[Saved entries]
====

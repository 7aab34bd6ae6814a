//! Internal record for one queued submission.

use std::future::Future;
use std::pin::Pin;
use std::sync::Arc;

use tokio::sync::oneshot;

use crate::error::TaskError;
use crate::queue::spec::TaskSpec;

/// Boxed future produced by one task attempt.
pub(crate) type TaskFuture<T> = Pin<Box<dyn Future<Output = Result<T, TaskError>> + Send>>;

/// The deferred work carried by an entry.
///
/// `Once` jobs run a single attempt; `Factory` jobs can produce a fresh
/// future per attempt, which is what retry needs.
pub(crate) enum Job<T> {
    Once(Box<dyn FnOnce() -> TaskFuture<T> + Send>),
    Factory(Box<dyn FnMut() -> TaskFuture<T> + Send>),
}

/// One pending submission: the job, its reply slot, and its spec.
///
/// FIFO position is implicit (position in the pending deque). Owned
/// exclusively by the queue until dispatch; the reply slot fires exactly
/// once, when the runner settles the outcome.
pub(crate) struct QueueEntry<T> {
    /// Label used in lifecycle events.
    pub label: Arc<str>,
    /// Retry/deadline policies for this submission.
    pub spec: TaskSpec,
    /// The work itself.
    pub job: Job<T>,
    /// Success/failure delivery back to the caller's handle.
    pub reply: oneshot::Sender<Result<T, TaskError>>,
}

====

TRY IT -
Please return every line of the records that contains the word "Result".

TASK ANSWER -
pub(crate) type TaskFuture<T> = Pin<Box<dyn Future<Output = Result<T, TaskError>> + Send>>;
    pub reply: oneshot::Sender<Result<T, TaskError>>,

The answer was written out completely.